▶ [What is needed] Reproduce the entries below exactly, but only from the line containing "the item has" to the line containing "use std::collections::HashSet;", inclusive.

───── Exercise inputs

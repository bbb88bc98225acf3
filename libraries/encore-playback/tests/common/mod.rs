//! Shared fakes for playback integration tests
//!
//! The fake player reports readiness (or failure) right after
//! `replace_current`, which is what a real player does once the item has
//! buffered enough. Every fake records its calls behind an `Arc<Mutex<_>>`
//! so tests can inspect them while the hub owns the fake.

#![allow(dead_code)]

use async_trait::async_trait;
use encore_core::{
    ByteRange, HistorySink, LoadError, Playlist, PlaylistEntry, PlaylistResource,
    ResolutionError, ShowId, SourceId, Track,
};
use encore_playback::{
    HubBuilder, HubEvent, HubHandle, ItemId, ItemRequest, MediaBackend, MediaPlayer,
    PlaybackConfig, PlayerEvent, PlayerEventSender, VideoPlayer,
};
use std::collections::HashSet;
use std::sync::{Arc, Mutex};
use std::time::Duration;
use tokio::sync::broadcast;
use url::Url;

// ===== Items and backend =====

#[derive(Debug, Clone, PartialEq)]
pub struct FakeItem {
    pub track_index: usize,
    pub url: Url,
    pub range: ByteRange,
    pub preferred_buffer: Duration,
}

impl FakeItem {
    fn from_request(request: &ItemRequest) -> Self {
        Self {
            track_index: request.track_index,
            url: request.url.clone(),
            range: request.range,
            preferred_buffer: request.preferred_buffer,
        }
    }
}

#[derive(Debug, Default)]
pub struct BackendLog {
    pub created: Vec<ItemRequest>,
    pub prepared: Vec<ItemRequest>,
    /// Track indices whose preloads fail
    pub failing_preloads: HashSet<usize>,
}

#[derive(Debug, Default)]
pub struct FakeBackend {
    pub log: Arc<Mutex<BackendLog>>,
    pub prepare_delay: Duration,
}

impl FakeBackend {
    pub fn new() -> Self {
        Self::default()
    }

    pub fn with_prepare_delay(delay: Duration) -> Self {
        Self {
            prepare_delay: delay,
            ..Self::default()
        }
    }

    pub fn created_indices(&self) -> Vec<usize> {
        self.log
            .lock()
            .unwrap()
            .created
            .iter()
            .map(|r| r.track_index)
            .collect()
    }

    pub fn prepared_indices(&self) -> Vec<usize> {
        self.log
            .lock()
            .unwrap()
            .prepared
            .iter()
            .map(|r| r.track_index)
            .collect()
    }
}

#[async_trait]
impl MediaBackend for FakeBackend {
    type Item = FakeItem;

    fn create_item(&self, request: &ItemRequest) -> FakeItem {
        self.log.lock().unwrap().created.push(request.clone());
        FakeItem::from_request(request)
    }

    async fn prepare_item(&self, request: ItemRequest) -> Result<FakeItem, LoadError> {
        let fails = {
            let mut log = self.log.lock().unwrap();
            log.prepared.push(request.clone());
            log.failing_preloads.contains(&request.track_index)
        };
        if !self.prepare_delay.is_zero() {
            tokio::time::sleep(self.prepare_delay).await;
        }
        if fails {
            return Err(LoadError::transient("preload refused"));
        }
        Ok(FakeItem::from_request(&request))
    }
}

// ===== Player =====

#[derive(Debug)]
pub struct PlayerLog {
    pub current: Option<(ItemId, FakeItem)>,
    pub loads: Vec<FakeItem>,
    pub playing: bool,
    pub volume: f32,
    pub volumes: Vec<f32>,
    pub plays: usize,
    pub pauses: usize,
    pub seeks: Vec<f64>,
    pub duration: Option<f64>,
    pub elapsed: f64,
    pub sessions: usize,
    /// Track indices whose loads fail
    pub failing: HashSet<usize>,
}

impl Default for PlayerLog {
    fn default() -> Self {
        Self {
            current: None,
            loads: Vec::new(),
            playing: false,
            volume: 1.0,
            volumes: Vec::new(),
            plays: 0,
            pauses: 0,
            seeks: Vec::new(),
            duration: Some(300.0),
            elapsed: 0.0,
            sessions: 0,
            failing: HashSet::new(),
        }
    }
}

pub struct FakePlayer {
    log: Arc<Mutex<PlayerLog>>,
    events: PlayerEventSender,
}

/// Test-side view of a [`FakePlayer`] owned by the hub
#[derive(Clone)]
pub struct PlayerView {
    log: Arc<Mutex<PlayerLog>>,
    events: PlayerEventSender,
}

impl FakePlayer {
    pub fn new(events: PlayerEventSender) -> (Self, PlayerView) {
        let log = Arc::new(Mutex::new(PlayerLog::default()));
        let view = PlayerView {
            log: log.clone(),
            events: events.clone(),
        };
        (Self { log, events }, view)
    }
}

impl MediaPlayer for FakePlayer {
    type Item = FakeItem;

    fn replace_current(&mut self, id: ItemId, item: FakeItem) {
        let fails = {
            let mut log = self.log.lock().unwrap();
            let fails = log.failing.contains(&item.track_index);
            log.loads.push(item.clone());
            log.current = Some((id, item));
            log.playing = false;
            log.elapsed = 0.0;
            fails
        };
        let event = if fails {
            PlayerEvent::ItemFailed {
                item: id,
                reason: "connection reset".to_string(),
            }
        } else {
            PlayerEvent::ItemReady { item: id }
        };
        self.events.send(event);
    }

    fn clear(&mut self) {
        let mut log = self.log.lock().unwrap();
        log.current = None;
        log.playing = false;
    }

    fn play(&mut self) {
        let mut log = self.log.lock().unwrap();
        log.plays += 1;
        log.playing = true;
    }

    fn pause(&mut self) {
        let mut log = self.log.lock().unwrap();
        log.pauses += 1;
        log.playing = false;
    }

    fn set_volume(&mut self, volume: f32) {
        let mut log = self.log.lock().unwrap();
        log.volume = volume;
        log.volumes.push(volume);
    }

    fn volume(&self) -> f32 {
        self.log.lock().unwrap().volume
    }

    fn seek(&mut self, position: f64) {
        let mut log = self.log.lock().unwrap();
        log.seeks.push(position);
        log.elapsed = position;
    }

    fn duration(&self) -> Option<f64> {
        self.log.lock().unwrap().duration
    }

    fn elapsed(&self) -> f64 {
        self.log.lock().unwrap().elapsed
    }

    fn activate_session(&mut self) -> Result<(), encore_core::SessionError> {
        self.log.lock().unwrap().sessions += 1;
        Ok(())
    }
}

impl PlayerView {
    pub fn is_playing(&self) -> bool {
        self.log.lock().unwrap().playing
    }

    pub fn volume(&self) -> f32 {
        self.log.lock().unwrap().volume
    }

    pub fn volumes(&self) -> Vec<f32> {
        self.log.lock().unwrap().volumes.clone()
    }

    pub fn plays(&self) -> usize {
        self.log.lock().unwrap().plays
    }

    pub fn seeks(&self) -> Vec<f64> {
        self.log.lock().unwrap().seeks.clone()
    }

    pub fn sessions(&self) -> usize {
        self.log.lock().unwrap().sessions
    }

    /// Track indices in load order
    pub fn loaded_indices(&self) -> Vec<usize> {
        self.log
            .lock()
            .unwrap()
            .loads
            .iter()
            .map(|item| item.track_index)
            .collect()
    }

    pub fn loads(&self) -> Vec<FakeItem> {
        self.log.lock().unwrap().loads.clone()
    }

    pub fn current_index(&self) -> Option<usize> {
        self.log
            .lock()
            .unwrap()
            .current
            .as_ref()
            .map(|(_, item)| item.track_index)
    }

    pub fn set_duration(&self, duration: Option<f64>) {
        self.log.lock().unwrap().duration = duration;
    }

    pub fn fail_track(&self, index: usize) {
        self.log.lock().unwrap().failing.insert(index);
    }

    pub fn heal_track(&self, index: usize) {
        self.log.lock().unwrap().failing.remove(&index);
    }

    /// Report the current item as played to the end
    pub fn finish_current(&self) {
        let current = self.log.lock().unwrap().current.as_ref().map(|(id, _)| *id);
        if let Some(item) = current {
            self.log.lock().unwrap().playing = false;
            self.events.send(PlayerEvent::ItemEnded { item });
        }
    }
}

// ===== History =====

#[derive(Debug, Clone, PartialEq, Eq)]
pub enum HistoryCall {
    Add(ShowId),
    Partial(ShowId),
    Completed(ShowId),
}

/// History sink that records every call
#[derive(Clone, Default)]
pub struct RecordingHistory {
    pub calls: Arc<Mutex<Vec<HistoryCall>>>,
    favorites: Arc<Mutex<HashSet<ShowId>>>,
}

impl RecordingHistory {
    pub fn calls(&self) -> Vec<HistoryCall> {
        self.calls.lock().unwrap().clone()
    }
}

impl HistorySink for RecordingHistory {
    fn add_to_history(&mut self, show: &ShowId) {
        self.calls.lock().unwrap().push(HistoryCall::Add(show.clone()));
    }

    fn mark_partial(&mut self, show: &ShowId) {
        self.calls
            .lock()
            .unwrap()
            .push(HistoryCall::Partial(show.clone()));
    }

    fn mark_completed(&mut self, show: &ShowId) {
        self.calls
            .lock()
            .unwrap()
            .push(HistoryCall::Completed(show.clone()));
    }

    fn toggle_favorite(&mut self, show: &ShowId) -> bool {
        let mut favorites = self.favorites.lock().unwrap();
        if favorites.remove(show) {
            false
        } else {
            favorites.insert(show.clone());
            true
        }
    }

    fn is_favorite(&self, show: &ShowId) -> bool {
        self.favorites.lock().unwrap().contains(show)
    }
}

// ===== Video =====

#[derive(Debug, Default)]
pub struct VideoLog {
    pub playing: bool,
    pub plays: usize,
    pub pauses: usize,
}

#[derive(Clone, Default)]
pub struct FakeVideo {
    pub log: Arc<Mutex<VideoLog>>,
}

impl FakeVideo {
    pub fn is_playing(&self) -> bool {
        self.log.lock().unwrap().playing
    }

    /// Simulate the user pressing play inside the video widget
    pub fn start_externally(&self) {
        self.log.lock().unwrap().playing = true;
    }
}

impl VideoPlayer for FakeVideo {
    fn play(&mut self) {
        let mut log = self.log.lock().unwrap();
        log.plays += 1;
        log.playing = true;
    }

    fn pause(&mut self) {
        let mut log = self.log.lock().unwrap();
        log.pauses += 1;
        log.playing = false;
    }

    fn stop(&mut self) {
        self.log.lock().unwrap().playing = false;
    }

    fn is_playing(&self) -> bool {
        self.log.lock().unwrap().playing
    }

    fn has_content(&self) -> bool {
        true
    }
}

// ===== Playlists =====

pub fn track_url(show: &str, index: usize) -> Url {
    Url::parse(&format!("https://media.example.test/{show}/t{:02}.mp3", index + 1)).unwrap()
}

pub fn resolved_entry(show: &str, index: usize) -> PlaylistEntry {
    let track = Track::new(index, format!("Track {}", index + 1), format!("t{:02}.mp3", index + 1))
        .with_length_hint("5:00");
    PlaylistEntry::resolved(
        track,
        PlaylistResource {
            track_index: index,
            url: track_url(show, index),
            range_hint: Some(ByteRange::open_ended()),
            is_likely_large_single_file: false,
        },
    )
}

/// `len` resolved tracks
pub fn playlist(show: &str, len: usize) -> Playlist {
    let entries = (0..len).map(|i| resolved_entry(show, i)).collect();
    Playlist::new(ShowId::new(show), entries).with_title(format!("Show {show}"))
}

/// Like [`playlist`], with the entry at `bad` left unresolved
pub fn playlist_with_placeholder(show: &str, len: usize, bad: usize) -> Playlist {
    let mut list = playlist(show, len);
    let track = list.entries[bad].track.clone();
    list.entries[bad] = PlaylistEntry::placeholder(
        track,
        ResolutionError::invalid_resource(bad, "filename is not a single path segment"),
    );
    list
}

// ===== Hub harness =====

/// Short fades keep paused-clock tests readable
pub fn fast_config() -> PlaybackConfig {
    PlaybackConfig {
        fade_duration_ms: 100,
        fade_steps: 4,
        progress_interval_ms: 60_000,
        ..PlaybackConfig::default()
    }
}

pub struct Harness {
    pub handle: HubHandle,
    pub events: broadcast::Receiver<HubEvent>,
    pub dead: PlayerView,
    pub jerry: PlayerView,
    pub backend: Arc<FakeBackend>,
    pub history: RecordingHistory,
    pub video: FakeVideo,
}

impl Harness {
    /// Hub with both catalog engines sharing one backend, plus a video slot
    pub fn start(config: PlaybackConfig) -> Self {
        Self::start_with(config, FakeBackend::new(), None)
    }

    pub fn start_with(
        config: PlaybackConfig,
        backend: FakeBackend,
        network: Option<tokio::sync::watch::Receiver<encore_core::NetworkState>>,
    ) -> Self {
        let backend = Arc::new(backend);
        let history = RecordingHistory::default();
        let video = FakeVideo::default();

        let builder: HubBuilder<FakeBackend, FakePlayer> = HubBuilder::new(config);
        let (dead_player, dead) = FakePlayer::new(builder.player_events(SourceId::Dead));
        let (jerry_player, jerry) = FakePlayer::new(builder.player_events(SourceId::Jerry));

        let mut builder = builder
            .engine(SourceId::Dead, backend.clone(), dead_player)
            .engine(SourceId::Jerry, backend.clone(), jerry_player)
            .video(Box::new(video.clone()))
            .history(Box::new(history.clone()));
        if let Some(network) = network {
            builder = builder.network(network);
        }

        let (hub, handle) = builder.build().unwrap();
        let events = handle.subscribe();
        hub.spawn();

        Self {
            handle,
            events,
            dead,
            jerry,
            backend,
            history,
            video,
        }
    }

    pub fn view(&self, source: SourceId) -> &PlayerView {
        match source {
            SourceId::Jerry => &self.jerry,
            _ => &self.dead,
        }
    }

    /// Everything published since the last drain
    pub fn drain_events(&mut self) -> Vec<HubEvent> {
        let mut out = Vec::new();
        while let Ok(event) = self.events.try_recv() {
            out.push(event);
        }
        out
    }
}

/// Let the hub and its timers run for `ms` of (paused) time
pub async fn advance(ms: u64) {
    tokio::time::sleep(Duration::from_millis(ms)).await;
}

──────────

▶ [Reply to the exercise]
//! `replace_current`, which is what a real player does once the item has
//! buffered enough. Every fake records its calls behind an `Arc<Mutex<_>>`
//! so tests can inspect them while the hub owns the fake.

#![allow(dead_code)]

use async_trait::async_trait;
use encore_core::{
    ByteRange, HistorySink, LoadError, Playlist, PlaylistEntry, PlaylistResource,
    ResolutionError, ShowId, SourceId, Track,
};
use encore_playback::{
    HubBuilder, HubEvent, HubHandle, ItemId, ItemRequest, MediaBackend, MediaPlayer,
    PlaybackConfig, PlayerEvent, PlayerEventSender, VideoPlayer,
};
use std::collections::HashSet;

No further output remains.